Speaker identification

Hi all!
Has anyone ever had any experience with speaker recognition/identification/verification?

Kaldi provides examples to do this Using i-vectors and x-vectors but it is a bit over my pay grade :sweat_smile:

Anyway, this could be an awesome addition to Rhasspy’s features to allow for user control and avoid the kids from wreaking havoc in the house.

Cheers :blush:


I’ve not tested this yet but with snips I have three wake words, even same phonèmes but different voice and I can run different actions according to who ask something.

Using Snips or Snowboy personal models are indeed a way to do this but I’m not confortable using a solution that is not open sourced.

I’d like a self trainable solution without dependencies on a remote third party service that can disappear at any time. Snips is gone (even if their packages are still functional for now) and Snowboy does not seem to be maintained anymore. How long until their API is deprecated?
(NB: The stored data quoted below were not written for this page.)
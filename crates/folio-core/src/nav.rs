use tracing::debug;

use crate::ease::Ease;
use crate::scroll::{ScrollState, ScrollTracker};
use crate::section::{Section, Sections};
use crate::viewport::ViewportObserver;

/// Length of the animated scroll after a navigation click, in seconds
pub const NAV_SCROLL_DURATION: f64 = 1.0;

/// An animated change of the viewport's scroll offset
#[derive(Debug, Clone, Copy, PartialEq)]
pub struct SmoothScroll {
    pub from: f64,
    pub to: f64,
    pub duration: f64,
    pub ease: Ease,
}

impl SmoothScroll {
    pub fn new(from: f64, to: f64, duration: f64) -> Self {
        Self {
            from,
            to,
            duration: duration.max(0.0),
            ease: Ease::POWER2_IN_OUT,
        }
    }

    pub fn with_duration(mut self, seconds: f64) -> Self {
        self.duration = seconds.max(0.0);
        self
    }

    /// Scroll offset `elapsed` seconds into the animation
    pub fn offset_at(&self, elapsed: f64) -> f64 {
        if self.duration <= 0.0 {
            return self.to;
        }
        let t = self.ease.apply(elapsed / self.duration);
        self.from + (self.to - self.from) * t
    }

    pub fn is_finished(&self, elapsed: f64) -> bool {
        elapsed >= self.duration
    }
}

/// A navigation entry as the navbar renders it
#[derive(Debug, Clone, PartialEq)]
pub struct NavItem<'a> {
    pub section: &'a Section,
    pub is_active: bool,
}

/// Owns the active-section state the navigation bar highlights.
///
/// The active id changes from two sources: scroll recomputation and
/// navigation clicks. The last write wins, except that scroll updates arriving
/// inside the suppression window after a click are ignored.
#[derive(Debug, Clone)]
pub struct NavController {
    tracker: ScrollTracker,
    scroll_duration: f64,
    suppress_for: f64,
    suppressed_until: Option<f64>,
}

impl NavController {
    pub fn new(tracker: ScrollTracker) -> Self {
        Self {
            tracker,
            scroll_duration: NAV_SCROLL_DURATION,
            suppress_for: 0.0,
            suppressed_until: None,
        }
    }

    pub fn scroll_duration(mut self, seconds: f64) -> Self {
        self.scroll_duration = seconds.max(0.0);
        self
    }

    /// Ignore scroll recomputation for this long after a click
    pub fn suppress_for(mut self, seconds: f64) -> Self {
        self.suppress_for = seconds.max(0.0);
        self
    }

    pub fn sections(&self) -> &Sections {
        self.tracker.sections()
    }

    pub fn active(&self) -> &str {
        self.tracker.active()
    }

    pub fn is_active(&self, id: &str) -> bool {
        self.tracker.active() == id
    }

    pub fn scrolled(&self) -> bool {
        self.tracker.state().scrolled
    }

    pub fn state(&self) -> &ScrollState {
        self.tracker.state()
    }

    pub fn items(&self) -> Vec<NavItem<'_>> {
        self.sections()
            .iter()
            .map(|section| NavItem {
                section,
                is_active: self.is_active(&section.id),
            })
            .collect()
    }

    /// Feed a scroll event at time `now` (seconds). Returns the new state
    /// when the navbar has to re-render.
    pub fn on_scroll(&mut self, viewport: &dyn ViewportObserver, now: f64) -> Option<ScrollState> {
        if let Some(until) = self.suppressed_until {
            if now < until {
                // Keep the offset and the scrolled style current, not the highlight
                let active = self.tracker.active().to_string();
                let scrolled = self.tracker.state().scrolled;
                self.tracker.update(viewport);
                self.tracker.set_active(&active);
                let state = self.tracker.state();
                return (state.scrolled != scrolled).then(|| state.clone());
            }
            self.suppressed_until = None;
        }
        self.tracker.update(viewport)
    }

    /// Mark `id` active immediately and return the scroll that brings it
    /// under the header.
    ///
    /// Unknown sections, or sections that are not laid out yet, return `None`
    /// and leave the state untouched.
    pub fn navigate(
        &mut self,
        id: &str,
        viewport: &dyn ViewportObserver,
        now: f64,
    ) -> Option<SmoothScroll> {
        if !self.sections().contains(id) {
            return None;
        }
        let bounds = viewport.section_bounds(id)?;
        let target = (bounds.top - self.tracker.header_offset()).max(0.0);

        self.tracker.set_active(id);
        if self.suppress_for > 0.0 {
            self.suppressed_until = Some(now + self.suppress_for);
        }
        debug!(section = id, target, "navigating");

        Some(SmoothScroll::new(
            viewport.scroll_offset(),
            target,
            self.scroll_duration,
        ))
    }

    /// Navigate to the section named by a URL fragment such as `#skills`
    pub fn navigate_to_fragment(
        &mut self,
        fragment: &str,
        viewport: &dyn ViewportObserver,
        now: f64,
    ) -> Option<SmoothScroll> {
        let id = self.sections().parse_fragment(fragment)?.to_string();
        self.navigate(&id, viewport, now)
    }
}
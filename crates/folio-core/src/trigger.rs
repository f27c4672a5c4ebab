use std::fmt;
use std::str::FromStr;

use crate::animation::TargetId;
use crate::viewport::Rect;

/// When an animation starts playing
#[derive(Debug, Clone, PartialEq)]
pub enum Trigger {
    /// As soon as the page mounts
    OnMount,
    /// When an element scrolls into a band of the viewport
    OnViewportEnter(ViewportTrigger),
    /// Only through explicit actions (hover, focus, submit feedback)
    Manual,
}

/// Element edge measured against a viewport line
#[derive(Debug, Clone, Copy, PartialEq, Eq)]
pub enum Edge {
    Top,
    Bottom,
}

impl Edge {
    fn of(self, rect: Rect) -> f64 {
        match self {
            Edge::Top => rect.top,
            Edge::Bottom => rect.bottom,
        }
    }
}

/// A line `viewport_fraction` of the way down the viewport that an element
/// edge has to reach.
#[derive(Debug, Clone, Copy, PartialEq)]
pub struct Anchor {
    pub edge: Edge,
    pub viewport_fraction: f64,
}

impl Anchor {
    pub fn top(viewport_fraction: f64) -> Self {
        Self {
            edge: Edge::Top,
            viewport_fraction,
        }
    }

    pub fn bottom(viewport_fraction: f64) -> Self {
        Self {
            edge: Edge::Bottom,
            viewport_fraction,
        }
    }

    /// True once the element edge has scrolled up to or past the line
    fn reached(&self, rect: Rect, viewport_height: f64) -> bool {
        self.edge.of(rect) <= self.viewport_fraction * viewport_height
    }
}

/// What a playhead does in response to a trigger callback
#[derive(Debug, Clone, Copy, PartialEq, Eq)]
pub enum Action {
    Play,
    Pause,
    Resume,
    Reverse,
    Restart,
    Reset,
    Complete,
    None,
}

impl fmt::Display for Action {
    fn fmt(&self, f: &mut fmt::Formatter<'_>) -> fmt::Result {
        match self {
            Action::Play => write!(f, "play"),
            Action::Pause => write!(f, "pause"),
            Action::Resume => write!(f, "resume"),
            Action::Reverse => write!(f, "reverse"),
            Action::Restart => write!(f, "restart"),
            Action::Reset => write!(f, "reset"),
            Action::Complete => write!(f, "complete"),
            Action::None => write!(f, "none"),
        }
    }
}

impl FromStr for Action {
    type Err = String;

    fn from_str(s: &str) -> Result<Self, Self::Err> {
        match s.trim().to_lowercase().as_str() {
            "play" => Ok(Action::Play),
            "pause" => Ok(Action::Pause),
            "resume" => Ok(Action::Resume),
            "reverse" => Ok(Action::Reverse),
            "restart" => Ok(Action::Restart),
            "reset" => Ok(Action::Reset),
            "complete" => Ok(Action::Complete),
            "none" => Ok(Action::None),
            _ => Err(format!(
                "Invalid action: {}. Use play, pause, resume, reverse, restart, reset, complete or none",
                s
            )),
        }
    }
}

/// Actions for the four ways an element can cross its trigger band
#[derive(Debug, Clone, Copy, PartialEq, Eq)]
pub struct ToggleActions {
    pub on_enter: Action,
    pub on_leave: Action,
    pub on_enter_back: Action,
    pub on_leave_back: Action,
}

impl ToggleActions {
    /// Play forward on enter, play backward when scrolled back above the start
    pub const TOGGLE: ToggleActions = ToggleActions {
        on_enter: Action::Play,
        on_leave: Action::None,
        on_enter_back: Action::None,
        on_leave_back: Action::Reverse,
    };

    /// Play once and hold the final state
    pub const PLAY_ONCE: ToggleActions = ToggleActions {
        on_enter: Action::Play,
        on_leave: Action::None,
        on_enter_back: Action::None,
        on_leave_back: Action::None,
    };

    pub fn for_crossing(&self, crossing: Crossing) -> Action {
        match crossing {
            Crossing::Enter => self.on_enter,
            Crossing::Leave => self.on_leave,
            Crossing::EnterBack => self.on_enter_back,
            Crossing::LeaveBack => self.on_leave_back,
        }
    }
}

impl Default for ToggleActions {
    fn default() -> Self {
        Self::TOGGLE
    }
}

impl fmt::Display for ToggleActions {
    fn fmt(&self, f: &mut fmt::Formatter<'_>) -> fmt::Result {
        write!(
            f,
            "{} {} {} {}",
            self.on_enter, self.on_leave, self.on_enter_back, self.on_leave_back
        )
    }
}

impl FromStr for ToggleActions {
    type Err = String;

    /// Parse the four-word form, e.g. `"play none none reverse"`
    fn from_str(s: &str) -> Result<Self, Self::Err> {
        let words: Vec<&str> = s.split_whitespace().collect();
        let [on_enter, on_leave, on_enter_back, on_leave_back] = words.as_slice() else {
            return Err(format!(
                "Invalid toggle actions: {:?}. Expected four actions (enter, leave, enter-back, leave-back)",
                s
            ));
        };
        Ok(Self {
            on_enter: on_enter.parse()?,
            on_leave: on_leave.parse()?,
            on_enter_back: on_enter_back.parse()?,
            on_leave_back: on_leave_back.parse()?,
        })
    }
}

/// Where an element sits relative to its trigger band
#[derive(Debug, Clone, Copy, PartialEq, Eq)]
pub enum Region {
    /// Start line not reached yet
    Before,
    Active,
    /// End line passed
    After,
}

/// A band boundary crossed between two observations
#[derive(Debug, Clone, Copy, PartialEq, Eq)]
pub enum Crossing {
    Enter,
    Leave,
    EnterBack,
    LeaveBack,
}

impl Region {
    /// Boundaries crossed moving from `self` to `next`, in the order a
    /// continuous scroll would cross them
    pub fn crossings(self, next: Region) -> &'static [Crossing] {
        match (self, next) {
            (Region::Before, Region::Active) => &[Crossing::Enter],
            (Region::Active, Region::After) => &[Crossing::Leave],
            (Region::After, Region::Active) => &[Crossing::EnterBack],
            (Region::Active, Region::Before) => &[Crossing::LeaveBack],
            (Region::Before, Region::After) => &[Crossing::Enter, Crossing::Leave],
            (Region::After, Region::Before) => &[Crossing::EnterBack, Crossing::LeaveBack],
            _ => &[],
        }
    }
}

/// Fires when the trigger element's start edge reaches the start line and
/// stops when its end edge passes the end line.
#[derive(Debug, Clone, PartialEq)]
pub struct ViewportTrigger {
    pub trigger: TargetId,
    pub start: Anchor,
    pub end: Option<Anchor>,
    pub actions: ToggleActions,
}

impl ViewportTrigger {
    pub fn new(trigger: impl Into<TargetId>, start: Anchor) -> Self {
        Self {
            trigger: trigger.into(),
            start,
            end: None,
            actions: ToggleActions::default(),
        }
    }

    pub fn end(mut self, end: Anchor) -> Self {
        self.end = Some(end);
        self
    }

    pub fn actions(mut self, actions: ToggleActions) -> Self {
        self.actions = actions;
        self
    }

    /// Region of the trigger element for a given bounding rect.
    ///
    /// Without an end anchor the band ends once the element's bottom leaves
    /// the top of the viewport.
    pub fn region(&self, rect: Rect, viewport_height: f64) -> Region {
        if !self.start.reached(rect, viewport_height) {
            return Region::Before;
        }
        let end = self.end.unwrap_or(Anchor::bottom(0.0));
        let line = end.viewport_fraction * viewport_height;
        if end.edge.of(rect) < line {
            Region::After
        } else {
            Region::Active
        }
    }
}

impl From<ViewportTrigger> for Trigger {
    fn from(trigger: ViewportTrigger) -> Self {
        Trigger::OnViewportEnter(trigger)
    }
}

#[cfg(test)]
mod tests {
    use super::*;

    fn reveal() -> ViewportTrigger {
        ViewportTrigger::new("about", Anchor::top(0.7)).end(Anchor::bottom(0.3))
    }

    #[test]
    fn test_region_bands() {
        let trigger = reveal();
        let vh = 1000.0;
        // top at 800 > 700: not yet
        assert_eq!(trigger.region(Rect { top: 800.0, bottom: 1600.0 }, vh), Region::Before);
        assert_eq!(trigger.region(Rect { top: 700.0, bottom: 1500.0 }, vh), Region::Active);
        assert_eq!(trigger.region(Rect { top: -500.0, bottom: 300.0 }, vh), Region::Active);
        assert_eq!(trigger.region(Rect { top: -600.0, bottom: 299.0 }, vh), Region::After);
    }

    #[test]
    fn test_region_without_end_uses_viewport_top() {
        let trigger = ViewportTrigger::new("bar", Anchor::top(0.85));
        let vh = 1000.0;
        assert_eq!(trigger.region(Rect { top: 900.0, bottom: 920.0 }, vh), Region::Before);
        assert_eq!(trigger.region(Rect { top: 10.0, bottom: 30.0 }, vh), Region::Active);
        assert_eq!(trigger.region(Rect { top: -40.0, bottom: -20.0 }, vh), Region::After);
    }

    #[test]
    fn test_crossings_for_jumps() {
        assert_eq!(Region::Before.crossings(Region::After), &[Crossing::Enter, Crossing::Leave]);
        assert_eq!(
            Region::After.crossings(Region::Before),
            &[Crossing::EnterBack, Crossing::LeaveBack]
        );
        assert!(Region::Active.crossings(Region::Active).is_empty());
    }

    #[test]
    fn test_toggle_actions_parse() {
        let actions: ToggleActions = "play none none reverse".parse().unwrap();
        assert_eq!(actions, ToggleActions::TOGGLE);
        assert_eq!(actions.to_string(), "play none none reverse");
        assert_eq!(actions.for_crossing(Crossing::LeaveBack), Action::Reverse);

        let once: ToggleActions = "PLAY none none none".parse().unwrap();
        assert_eq!(once, ToggleActions::PLAY_ONCE);
    }

    #[test]
    fn test_toggle_actions_parse_errors() {
        assert!("play none".parse::<ToggleActions>().is_err());
        assert!("play none none rewind".parse::<ToggleActions>().is_err());
    }
}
With the kids growing up their voice print is surely gonna change.

Kaldi’s recipe is worth a try but maybe someone with expertise in this field can help create a new Rhasspy service for this.

Wasn’t aware snowboy wasn’t maintained !!
Indeed we need a viable robust solution !

Look this

I tried it and was not able to make it work unfortunately… Have you succeeded in using it?

I also had a problem I think it’s vad that shit.
in a recordings folder
create marie folder and put a wav of marie’s voice
create a polo folder and put a polo voice wav
all without silence (with sox I do:
/ usr / bin / sox -t alsa MONmic /home/poppy/MyProgram/tmp/marie.wav silence 1 0.1 1% 2 1.0 5% 4t
change MONmic)
and try with python with a test.wav
Example to adapt

import …
from piwho import recognition
CURRENT_DIR_PATH = os.path.dirname(os.path.realpath(file))
DATA_DIR_PATH = os.path.join(CURRENT_DIR_PATH, ‘recordings/’)

def find_speaker():
# save WAV file
wavefile = “test.wav”
os.system(“arecord -d 5 -f cd -t wav “+DATA_DIR_PATH+‘test.wav’)
recog = recognition.SpeakerRecognizer()
name = []
name = recog.identify_speaker(DATA_DIR_PATH+‘test.wav’)
print(name[0]) # Recognized speaker
print(name[1]) # Second best speaker
dictn = recog.get_speaker_scores()
print (dictn)
if name[0] == ‘polo’:
print (” c’est polo qui parle!”)

Thanks. I’ll try that :blush:

Mycroft Precise only work for a single wakeword and does not segregate speakers.

I’m thinking that a NN trained on a wakeword uttered by each speaker should be able to identify in a single shot the triggering of a wakeword and the associated speaker (even if the wakeword are identical for multiple speakers).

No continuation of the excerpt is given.